=== Data for this exercise ===

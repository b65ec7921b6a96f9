//! # Protocol Versions and Packet Ids
//!
//! The bridge speaks exactly two schema generations:
//!
//! - **Canonical** ([`CURRENT_PROTOCOL`]): the layout the server core produces.
//! - **Legacy** ([`LEGACY_PROTOCOL`]): the previous generation, which some clients
//!   still speak. Any accepted version strictly below canonical is served the
//!   legacy layout.
//!
//! ## Packet Header
//!
//! Every packet inside a batch starts with an unsigned varint header. The low 10
//! bits hold the packet id; bits 10-11 and 12-13 hold sender and recipient
//! sub-client ids, which the bridge always writes as zero.

/// Protocol version the server core is built for
pub const CURRENT_PROTOCOL: u32 = 534;

/// Game version string of the canonical protocol
pub const MINECRAFT_VERSION_NETWORK: &str = "1.19.10";

/// The older schema generation served through translation
pub const LEGACY_PROTOCOL: u32 = 527;

/// Game version string of the legacy protocol
pub const LEGACY_VERSION_NETWORK: &str = "1.19.0";

/// Legacy protocol versions accepted by default
pub const SUPPORTED_LEGACY_PROTOCOLS: &[u32] = &[LEGACY_PROTOCOL];

/// Mask of the packet id inside a packet header
pub const PACKET_ID_MASK: u32 = 0x3ff;

/// Packet kinds the bridge knows how to encode or decode
///
/// Kinds that are not listed here travel as [`crate::RawPacket`] and are never
/// translated.
#[derive(Debug, Clone, Copy, PartialEq, Eq, Hash, PartialOrd, Ord)]
#[repr(u32)]
pub enum PacketKind {
    // ========================================================================
    // SESSION
    // ========================================================================

    /// Client login: protocol version + connection request (serverbound)
    Login = 0x01,

    /// Login/spawn status (clientbound)
    PlayStatus = 0x02,

    /// Disconnect with optional message (clientbound)
    Disconnect = 0x05,

    // ========================================================================
    // SPAWNING
    // ========================================================================

    /// Session bootstrap: player, level settings, palettes (clientbound)
    ///
    /// Layout differs between generations (level settings).
    StartGame = 0x0b,

    /// Spawn another player (clientbound)
    ///
    /// Layout differs between generations (abilities vs adventure settings).
    AddPlayer = 0x0c,

    /// Spawn a non-player actor (clientbound)
    ///
    /// Layout differs between generations (body yaw).
    AddActor = 0x0d,

    // ========================================================================
    // ACTOR STATE
    // ========================================================================

    /// Attribute values of an actor (clientbound)
    UpdateAttributes = 0x1d,

    /// Metadata of an actor (clientbound)
    SetActorData = 0x27,

    // ========================================================================
    // ABILITIES
    // ========================================================================

    /// Legacy abilities and permissions (both directions, legacy only)
    AdventureSettings = 0x37,

    /// Game mode of the receiving player (clientbound)
    SetPlayerGameType = 0x3e,

    /// Requested view distance (serverbound)
    RequestChunkRadius = 0x45,

    /// Accepted view distance (clientbound)
    ChunkRadiusUpdated = 0x46,

    /// Client asks to change a single ability, e.g. toggle flying (serverbound)
    RequestAbility = 0xb8,

    /// Abilities and permissions of a player (clientbound, canonical only)
    UpdateAbilities = 0xbb,

    /// World-level adventure settings (clientbound, canonical only)
    UpdateAdventureSettings = 0xbc,
}

impl PacketKind {
    #[inline]
    pub fn id(self) -> u32 {
        self as u32
    }

    pub fn from_id(id: u32) -> Option<Self> {
        match id {
            0x01 => Some(Self::Login),
            0x02 => Some(Self::PlayStatus),
            0x05 => Some(Self::Disconnect),
            0x0b => Some(Self::StartGame),
            0x0c => Some(Self::AddPlayer),
            0x0d => Some(Self::AddActor),
            0x1d => Some(Self::UpdateAttributes),
            0x27 => Some(Self::SetActorData),
            0x37 => Some(Self::AdventureSettings),
            0x3e => Some(Self::SetPlayerGameType),
            0x45 => Some(Self::RequestChunkRadius),
            0x46 => Some(Self::ChunkRadiusUpdated),
            0xb8 => Some(Self::RequestAbility),
            0xbb => Some(Self::UpdateAbilities),
            0xbc => Some(Self::UpdateAdventureSettings),
            _ => None,
        }
    }
}

/// Whether a protocol version is served with the legacy layout
#[inline]
pub fn is_legacy_version(version: u32) -> bool {
    version < CURRENT_PROTOCOL
}

#[cfg(test)]
mod tests {
    use super::*;

    #[test]
    fn test_packet_kind_ids_round_trip() {
        for kind in [
            PacketKind::Login,
            PacketKind::StartGame,
            PacketKind::AddPlayer,
            PacketKind::AddActor,
            PacketKind::AdventureSettings,
            PacketKind::UpdateAbilities,
        ] {
            assert_eq!(PacketKind::from_id(kind.id()), Some(kind));
        }
        assert_eq!(PacketKind::from_id(0x3ff), None);
    }

    #[test]
    fn test_legacy_threshold_is_strict() {
        assert!(is_legacy_version(LEGACY_PROTOCOL));
        assert!(!is_legacy_version(CURRENT_PROTOCOL));
    }
}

=== Exercise prompt ===
Retype the records above in full, exactly as they appear.

=== Response ===
repository b65ec7921b6a96f9
//! # Protocol Versions and Packet Ids
//!
//! The bridge speaks exactly two schema generations:
//!
//! - **Canonical** ([`CURRENT_PROTOCOL`]): the layout the server core produces.
//! - **Legacy** ([`LEGACY_PROTOCOL`]): the previous generation, which some clients
//!   still speak. Any accepted version strictly below canonical is served the
//!   legacy layout.
//!
//! ## Packet Header
//!
//! Every packet inside a batch starts with an unsigned varint header. The low 10
//! bits hold the packet id; bits 10-11 and 12-13 hold sender and recipient
//! sub-client ids, which the bridge always writes as zero.

/// Protocol version the server core is built for
pub const CURRENT_PROTOCOL: u32 = 534;

/// Game version string of the canonical protocol
pub const MINECRAFT_VERSION_NETWORK: &str = "1.19.10";

/// The older schema generation served through translation
pub const LEGACY_PROTOCOL: u32 = 527;

/// Game version string of the legacy protocol
pub const LEGACY_VERSION_NETWORK: &str = "1.19.0";

/// Legacy protocol versions accepted by default
pub const SUPPORTED_LEGACY_PROTOCOLS: &[u32] = &[LEGACY_PROTOCOL];

/// Mask of the packet id inside a packet header
pub const PACKET_ID_MASK: u32 = 0x3ff;

/// Packet kinds the bridge knows how to encode or decode
///
/// Kinds that are not listed here travel as [`crate::RawPacket`] and are never
/// translated.
#[derive(Debug, Clone, Copy, PartialEq, Eq, Hash, PartialOrd, Ord)]
#[repr(u32)]
pub enum PacketKind {
    // ========================================================================
    // SESSION
    // ========================================================================

    /// Client login: protocol version + connection request (serverbound)
    Login = 0x01,

    /// Login/spawn status (clientbound)
    PlayStatus = 0x02,

    /// Disconnect with optional message (clientbound)
    Disconnect = 0x05,

    // ========================================================================
    // SPAWNING
    // ========================================================================

    /// Session bootstrap: player, level settings, palettes (clientbound)
    ///
    /// Layout differs between generations (level settings).
    StartGame = 0x0b,

    /// Spawn another player (clientbound)
    ///
    /// Layout differs between generations (abilities vs adventure settings).
    AddPlayer = 0x0c,

    /// Spawn a non-player actor (clientbound)
    ///
    /// Layout differs between generations (body yaw).
    AddActor = 0x0d,

    // ========================================================================
    // ACTOR STATE
    // ========================================================================

    /// Attribute values of an actor (clientbound)
    UpdateAttributes = 0x1d,

    /// Metadata of an actor (clientbound)
    SetActorData = 0x27,

    // ========================================================================
    // ABILITIES
    // ========================================================================

    /// Legacy abilities and permissions (both directions, legacy only)
    AdventureSettings = 0x37,

    /// Game mode of the receiving player (clientbound)
    SetPlayerGameType = 0x3e,

    /// Requested view distance (serverbound)
    RequestChunkRadius = 0x45,

    /// Accepted view distance (clientbound)
    ChunkRadiusUpdated = 0x46,

    /// Client asks to change a single ability, e.g. toggle flying (serverbound)
    RequestAbility = 0xb8,

    /// Abilities and permissions of a player (clientbound, canonical only)
    UpdateAbilities = 0xbb,

    /// World-level adventure settings (clientbound, canonical only)
    UpdateAdventureSettings = 0xbc,
}

impl PacketKind {
    #[inline]
    pub fn id(self) -> u32 {
        self as u32
    }

    pub fn from_id(id: u32) -> Option<Self> {
        match id {
            0x01 => Some(Self::Login),
            0x02 => Some(Self::PlayStatus),
            0x05 => Some(Self::Disconnect),
            0x0b => Some(Self::StartGame),
            0x0c => Some(Self::AddPlayer),
            0x0d => Some(Self::AddActor),
            0x1d => Some(Self::UpdateAttributes),
            0x27 => Some(Self::SetActorData),
            0x37 => Some(Self::AdventureSettings),
            0x3e => Some(Self::SetPlayerGameType),
            0x45 => Some(Self::RequestChunkRadius),
            0x46 => Some(Self::ChunkRadiusUpdated),
            0xb8 => Some(Self::RequestAbility),
            0xbb => Some(Self::UpdateAbilities),
            0xbc => Some(Self::UpdateAdventureSettings),
            _ => None,
        }
    }
}

/// Whether a protocol version is served with the legacy layout
#[inline]
pub fn is_legacy_version(version: u32) -> bool {
    version < CURRENT_PROTOCOL
}

#[cfg(test)]
mod tests {
    use super::*;

    #[test]
    fn test_packet_kind_ids_round_trip() {
        for kind in [
            PacketKind::Login,
            PacketKind::StartGame,
            PacketKind::AddPlayer,
            PacketKind::AddActor,
            PacketKind::AdventureSettings,
            PacketKind::UpdateAbilities,
        ] {
            assert_eq!(PacketKind::from_id(kind.id()), Some(kind));
        }
        assert_eq!(PacketKind::from_id(0x3ff), None);
    }

    #[test]
    fn test_legacy_threshold_is_strict() {
        assert!(is_legacy_version(LEGACY_PROTOCOL));
        assert!(!is_legacy_version(CURRENT_PROTOCOL));
    }
}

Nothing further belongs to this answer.